CH 12.

750 72 3
                                    

Saat ini Hyunsuk sedang duduk di kursi belajarnya, niatnya ia ingin belajar karena sebentar lagi akan ada ujian. Namun sayangnya, dia tidak bisa fokus karena terus teringat adegan dimana Jihoon mengecup keningnya.

Tidak peduli berapa kali dia memikirkannya, hal ini jelas pertama kalinya setelah sekian lama hatinya terombang-ambing. Bahkan dia tidak bisa mengendalikan ekspresi dan perasaannya sendiri. Seperti emosi, malu, terkejut, tertawa, bahkan menjadi cerewet, dan hal itu semua hanya terjadi ketika dia bersama dengan Jihoon.

Dan yang lebih penting, jantungnya akan selalu berdebar ketika Jihoon mulai mengatakan omong kosong.

Hyunsuk sendiri bukanlah orang bodoh yang tidak tahu apa yang sedang dia rasakan, dia sangat yakin bahwa saat ini dia telah menyukai Jihoon. Entah bagaimana tapi sosoknya selalu muncul di pikirannya, seperti sosoknya yang sering kali membual, sosoknya yang juga sangat menyebalkan, sosoknya yang sering menggodanya, sosoknya yang sedang menunjukkan senyuman nakalnya, dan bahkan sosoknya yang sedang serius, dia tidak bisa berhenti memikirkan semua itu.

Tapi tentu saja Hyunsuk juga perlu mengkonfirmasi dengan jelas. Bagaimanapun juga terkadang dia merasa aneh ketika sedang bersama Jihoon, di tambah dia tidak tahu terlalu banyak tentangnya.

Seperti dari sudut pandang Hyunsuk, Jihoon itu adalah seseorang yang penuh kebebasan, dia bisa melakukan apapun yang dia mau, terkadang dia akan berbicara seperti orang bodoh namun kemudian dia akan berbicara seolah-olah dia tahu apa saja yang terjadi di dunia ini. Sungguh mengesankan bahwa Hyunsuk menyukai sisinya yang susah di tebak itu juga.

"....."

'ah si bodoh itu, sejak kapan dia bikin gue terikat sama dia?'

'bodoh, Jihoon bodoh." gumamnya sembari mencoret-coret kertas.

.......

"Hoho siapa ini? Bagaimana bisa tuanku sekarang telah menjadi pemuda yang tampan? Luar biasa!" seru Ferdian saat melihat Jihoon dan Haruto berjalan ke arahnya.

Jihoon menatap Ferdian dengan tatapan dingin, ia duduk di sofa dan Haruto berdiri di samping dengan posisi tegap seperti seorang bodyguard, "Hentikan basa basi itu, wajahmu saja sudah membuat ku mual."

Ferdian ikut duduk di sebrangnya, "Hei hei, bagaimana bisa tuanku mengatakan hal menyakitkan seperti itu?

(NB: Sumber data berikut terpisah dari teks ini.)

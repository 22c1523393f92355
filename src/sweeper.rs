use std::sync::Arc;
use std::time::Duration;

use tokio::task::JoinHandle;
use tokio_util::sync::CancellationToken;
use tracing::{error, info};

use crate::classifier::CACHE_MAX_AGE;
use crate::journal::Journal;

const SWEEP_INTERVAL: Duration = Duration::from_secs(3600);

/// Hourly best-effort eviction of aged filing-cache rows. A failed sweep is
/// logged and retried on the next tick.
pub struct CacheSweeper {
    journal: Arc<dyn Journal>,
    interval: Duration,
    max_age: Duration,
    shutdown: CancellationToken,
}

impl CacheSweeper {
    pub fn new(journal: Arc<dyn Journal>, shutdown: CancellationToken) -> Self {
        Self {
            journal,
            interval: SWEEP_INTERVAL,
            max_age: CACHE_MAX_AGE,
            shutdown,
        }
    }

    #[cfg(test)]
    fn with_interval(mut self, interval: Duration) -> Self {
        self.interval = interval;
        self
    }

    pub fn spawn(self) -> JoinHandle<()> {
        tokio::spawn(async move {
            let mut tick = tokio::time::interval(self.interval);
            tick.set_missed_tick_behavior(tokio::time::MissedTickBehavior::Delay);
            // the first tick fires immediately, consume it
            tick.tick().await;

            loop {
                tokio::select! {
                    _ = self.shutdown.cancelled() => {
                        info!("cache sweeper stopped");
                        break;
                    }
                    _ = tick.tick() => {
                        match self.journal.delete_cache_older_than(self.max_age).await {
                            Ok(deleted) if deleted > 0 => {
                                info!(deleted, "filing cache swept");
                            }
                            Ok(_) => {}
                            Err(err) => {
                                error!(error = %err, "filing cache sweep failed");
                            }
                        }
                    }
                }
            }
        })
    }
}

#[cfg(test)]
mod tests {
    use super::*;
    use crate::journal::{FilingCacheEntry, JournalError, QueryRecord};
    use async_trait::async_trait;
    use chrono::Utc;
    use std::collections::HashMap;
    use std::sync::Mutex;

    #[derive(Default)]
    struct MapJournal {
        cache: Mutex<HashMap<String, FilingCacheEntry>>,
    }

    #[async_trait]
    impl Journal for MapJournal {
        async fn append(&self, _record: &QueryRecord) -> Result<(), JournalError> {
            Ok(())
        }

        async fn get_cache(&self, domain: &str) -> Result<Option<FilingCacheEntry>, JournalError> {
            Ok(self.cache.lock().unwrap().get(domain).cloned())
        }

        async fn put_cache(
            &self,
            domain: &str,
            is_domestic: bool,
            api_response: &str,
        ) -> Result<(), JournalError> {
            self.cache.lock().unwrap().insert(
                domain.to_string(),
                FilingCacheEntry {
                    is_domestic,
                    api_response: api_response.to_string(),
                    updated_at: Utc::now(),
                },
            );
            Ok(())
        }

        async fn delete_cache_older_than(&self, max_age: Duration) -> Result<u64, JournalError> {
            let cutoff = Utc::now() - chrono::Duration::from_std(max_age).unwrap();
            let mut cache = self.cache.lock().unwrap();
            let before = cache.len();
            cache.retain(|_, entry| entry.updated_at >= cutoff);
            Ok((before - cache.len()) as u64)
        }
    }

    #[tokio::test]
    async fn sweeps_aged_entries_on_tick() {
        let journal = Arc::new(MapJournal::default());
        journal.put_cache("old.com", true, "{}").await.unwrap();
        journal
            .cache
            .lock()
            .unwrap()
            .get_mut("old.com")
            .unwrap()
            .updated_at = Utc::now() - chrono::Duration::hours(25);
        journal.put_cache("new.com", true, "{}").await.unwrap();

        let shutdown = CancellationToken::new();
        let handle = CacheSweeper::new(journal.clone(), shutdown.clone())
            .with_interval(Duration::from_millis(20))
            .spawn();

        tokio::time::sleep(Duration::from_millis(120)).await;
        shutdown.cancel();
        handle.await.expect("join sweeper");

        assert!(journal.get_cache("old.com").await.unwrap().is_none());
        assert!(journal.get_cache("new.com").await.unwrap().is_some());
    }

    #[tokio::test]
    async fn stops_promptly_on_shutdown() {
        let journal = Arc::new(MapJournal::default());
        let shutdown = CancellationToken::new();
        let handle = CacheSweeper::new(journal, shutdown.clone()).spawn();

        shutdown.cancel();
        tokio::time::timeout(Duration::from_secs(1), handle)
            .await
            .expect("sweeper exits on cancel")
            .expect("join");
    }
}
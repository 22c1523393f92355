use hickory_proto::error::ProtoError;
use hickory_proto::op::{Message, Query};
use hickory_proto::rr::RData;
use hickory_proto::serialize::binary::{BinDecodable, BinEncodable};
use serde::{Deserialize, Serialize};

/// 严格解码一个 DNS 报文 / strict decode of one wire-format message.
/// Short buffers, truncated name pointers and malformed records all fail.
pub fn decode(bytes: &[u8]) -> Result<Message, ProtoError> {
    Message::from_bytes(bytes)
}

/// Canonical re-encode. Round-trips with [`decode`] for well-formed messages.
/// Upstream replies are never re-encoded on the forwarding path; this exists
/// for building outbound queries and for tests.
pub fn encode(message: &Message) -> Result<Vec<u8>, ProtoError> {
    message.to_bytes()
}

/// Only the first question is consulted; multi-question messages are
/// forwarded unchanged.
pub fn first_question(message: &Message) -> Option<&Query> {
    message.queries().first()
}

/// Per-answer loggable projection. Derived at journaling time, never sent on
/// the wire.
#[derive(Debug, Clone, Serialize, Deserialize)]
pub struct RenderedAnswer {
    pub name: String,
    #[serde(rename = "type")]
    pub record_type: String,
    pub ttl: u32,
    pub data: String,
}

/// 将应答记录渲染为可入库的文本形式 / render the answer section into a
/// journal-friendly form. Unknown record types yield a fixed marker instead
/// of failing the whole response.
pub fn render_answers(message: &Message) -> Vec<RenderedAnswer> {
    message
        .answers()
        .iter()
        .map(|record| {
            let data = match record.data() {
                Some(RData::A(a)) => a.0.to_string(),
                Some(RData::AAAA(aaaa)) => aaaa.0.to_string(),
                Some(RData::CNAME(cname)) => cname.0.to_string(),
                Some(RData::NS(ns)) => ns.0.to_string(),
                Some(RData::PTR(ptr)) => ptr.0.to_string(),
                Some(RData::MX(mx)) => format!("{} {}", mx.preference(), mx.exchange()),
                Some(RData::TXT(txt)) => txt
                    .txt_data()
                    .iter()
                    .map(|part| String::from_utf8_lossy(part).into_owned())
                    .collect::<Vec<_>>()
                    .join(" "),
                _ => "unsupported record type".to_string(),
            };
            RenderedAnswer {
                name: record.name().to_string(),
                record_type: record.record_type().to_string(),
                ttl: record.ttl(),
                data,
            }
        })
        .collect()
}
use std::net::SocketAddr;
use std::sync::Arc;
use std::time::{Duration, Instant};

use anyhow::Context;
use chrono::Utc;
use socket2::{Domain, Protocol, Socket, Type};
use tokio::net::UdpSocket;
use tokio_util::sync::CancellationToken;
use tokio_util::task::TaskTracker;
use tracing::{debug, error, info, warn};
use uuid::Uuid;

use crate::classifier::DomainClassifier;
use crate::codec;
use crate::journal::{Journal, QueryRecord};
use crate::notify::{Notifier, QueryEvent};
use crate::upstream::{DnsResolver, QueryContext};

// Plain DNS over UDP ingress; larger datagrams are read truncated.
const MAX_DATAGRAM: usize = 512;
// Hard budget for one query from ingress to reply.
const HANDLER_BUDGET: Duration = Duration::from_secs(5);

pub struct ServerOptions {
    pub bind_addr: SocketAddr,
    pub domestic: Arc<dyn DnsResolver>,
    pub overseas: Arc<dyn DnsResolver>,
    pub classifier: Arc<DomainClassifier>,
    pub journal: Arc<dyn Journal>,
    pub notifier: Notifier,
    pub shutdown: CancellationToken,
}

struct Shared {
    // read side belongs to the ingress loop, handlers only reply through it
    socket: UdpSocket,
    domestic: Arc<dyn DnsResolver>,
    overseas: Arc<dyn DnsResolver>,
    classifier: Arc<DomainClassifier>,
    journal: Arc<dyn Journal>,
    notifier: Notifier,
}

pub struct DnsServer {
    shared: Arc<Shared>,
    shutdown: CancellationToken,
    tracker: TaskTracker,
}

impl DnsServer {
    pub async fn bind(options: ServerOptions) -> anyhow::Result<Self> {
        let socket = bind_udp(options.bind_addr)?;
        info!(
            bind = %options.bind_addr,
            domestic = options.domestic.identity(),
            overseas = options.overseas.identity(),
            "dns listener bound"
        );

        Ok(Self {
            shared: Arc::new(Shared {
                socket,
                domestic: options.domestic,
                overseas: options.overseas,
                classifier: options.classifier,
                journal: options.journal,
                notifier: options.notifier,
            }),
            shutdown: options.shutdown,
            tracker: TaskTracker::new(),
        })
    }

    pub fn local_addr(&self) -> std::io::Result<SocketAddr> {
        self.shared.socket.local_addr()
    }

    /// Ingress loop. One task reads datagrams and spawns a handler per
    /// query; the stop signal is honored between reads. Returns once the
    /// loop exited and every in-flight handler ran to completion.
    pub async fn run(self) {
        let mut buf = [0u8; MAX_DATAGRAM];

        loop {
            tokio::select! {
                _ = self.shutdown.cancelled() => {
                    info!("stop signal received, closing ingress");
                    break;
                }
                received = self.shared.socket.recv_from(&mut buf) => {
                    match received {
                        Ok((len, peer)) => {
                            let shared = Arc::clone(&self.shared);
                            let packet = buf[..len].to_vec();
                            self.tracker.spawn(handle_query(shared, packet, peer));
                        }
                        Err(err) => {
                            error!(error = %err, "udp read failed");
                        }
                    }
                }
            }
        }

        // handlers are bounded by their own deadline, wait them out
        self.tracker.close();
        self.tracker.wait().await;
        info!("dns server stopped");
    }
}

fn bind_udp(addr: SocketAddr) -> anyhow::Result<UdpSocket> {
    let domain = if addr.is_ipv4() {
        Domain::IPV4
    } else {
        Domain::IPV6
    };
    let socket = Socket::new(domain, Type::DGRAM, Some(Protocol::UDP)).context("create socket")?;
    let _ = socket.set_recv_buffer_size(4 * 1024 * 1024);
    let _ = socket.set_send_buffer_size(4 * 1024 * 1024);
    socket.set_nonblocking(true).context("set nonblocking")?;
    socket
        .bind(&addr.into())
        .with_context(|| format!("bind udp socket {addr}"))?;
    UdpSocket::from_std(socket.into()).context("register udp socket with runtime")
}

/// One query end to end: decode, classify, resolve, reply with the raw
/// upstream bytes, then journal and notify. The reply goes out before the
/// journal write so the client never waits on the store.
async fn handle_query(shared: Arc<Shared>, packet: Vec<u8>, peer: SocketAddr) {
    let started = Instant::now();

    let message = match codec::decode(&packet) {
        Ok(message) => message,
        Err(err) => {
            warn!(client = %peer, error = %err, "failed to decode query");
            return;
        }
    };
    let Some(question) = codec::first_question(&message) else {
        warn!(client = %peer, msg_id = message.id(), "query carries no question");
        return;
    };

    let request_id = Uuid::new_v4();
    let qname = question.name().to_string().to_lowercase();
    let query_type = question.query_type().to_string();
    let ctx = QueryContext::with_timeout(request_id, HANDLER_BUDGET);

    let is_domestic = shared.classifier.is_domestic(request_id, &qname).await;
    let resolver = if is_domestic {
        &shared.domestic
    } else {
        &shared.overseas
    };
    debug!(
        request_id = %request_id,
        qname = %qname,
        domestic = is_domestic,
        upstream = resolver.identity(),
        "route selected"
    );

    let response = match resolver.request(&ctx, &message).await {
        Ok(response) => response,
        Err(err) => {
            error!(
                request_id = %request_id,
                qname = %qname,
                upstream = resolver.identity(),
                error = %err,
                "upstream resolution failed"
            );
            return;
        }
    };

    // raw upstream bytes go back verbatim, compression pointers included
    if let Err(err) = shared.socket.send_to(&response, peer).await {
        error!(request_id = %request_id, client = %peer, error = %err, "failed to send reply");
    }

    let response_message = match codec::decode(&response) {
        Ok(message) => message,
        Err(err) => {
            // the client already has the bytes, only the journal loses out
            warn!(request_id = %request_id, qname = %qname, error = %err, "failed to decode upstream response");
            return;
        }
    };

    let answers = codec::render_answers(&response_message);
    let record = QueryRecord {
        request_id: request_id.to_string(),
        domain: qname.trim_end_matches('.').to_string(),
        query_type,
        client_ip: peer.ip().to_string(),
        upstream: resolver.identity().to_string(),
        is_domestic,
        response_code: u16::from(response_message.response_code()),
        answer_count: answers.len(),
        total_time_ms: started.elapsed().as_secs_f64() * 1000.0,
        created_at: Utc::now(),
        answers,
    };

    info!(
        event = "dns_query",
        request_id = %request_id,
        qname = %record.domain,
        qtype = %record.query_type,
        client_ip = %record.client_ip,
        upstream = %record.upstream,
        domestic = record.is_domestic,
        rcode = record.response_code,
        answers = record.answer_count,
        latency_ms = record.total_time_ms,
        "query completed"
    );

    match shared.journal.append(&record).await {
        Ok(()) => shared.notifier.publish(QueryEvent::query(&record)),
        Err(err) => {
            error!(request_id = %request_id, error = %err, "failed to journal query");
        }
    }
}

Tenanglah, lihat ini. Aku sudah mendapatkan apa yang kamu minta." ujar Ferdian sembari menyodorkan sebuah kertas ke meja.

Jihoon hanya melihat acuh tak acuh pada kertas yang di sodorkan, dan Haruto dengan segera mengambil kertas itu dan mengecek isinya.

"Ini asli."

"Ayolah, apa kau masih tidak percaya padaku?" Ferdian protes pada Jihoon ketika mendengar Haruto berbicara.

"Kau membuang banyak waktu hanya untuk mendapatkan ini, jadi bagaimana aku bisa percaya padamu?" Jihoon bertanya dengan malas.

"Apa kau tidak tahu? Pria tua disana sangat keras kepala! Aku butuh beberapa hari untuk membujuknya menyerahkan surat ini, bahkan aku telah menghabiskan banyak uang hanya untuk mendapatkan informasi! Bukankah harusnya saat ini kau memberi penghargaan untukku?!"

"Perhatikan cara bicaramu." Haruto mengingatkan Ferdian untuk tidak berbicara sembarangan pada tuan nya.

Ferdian melihat ke arahnya, dari dulu Ferdian sendiri tidak menyukai Haruto. Dia dengan geram berkata, "Hei tuanku, kapan kau akan menyingkirkan orang di sebelah mu itu? Dia sangat menyebalkan!"

Haruto tidak peduli dan hanya menatapnya dengan dingin.

"Hentikan, aku telah menyiapkan hadiah untukmu, mereka akan segera datang jadi jika urusanmu sudah selesai pergilah."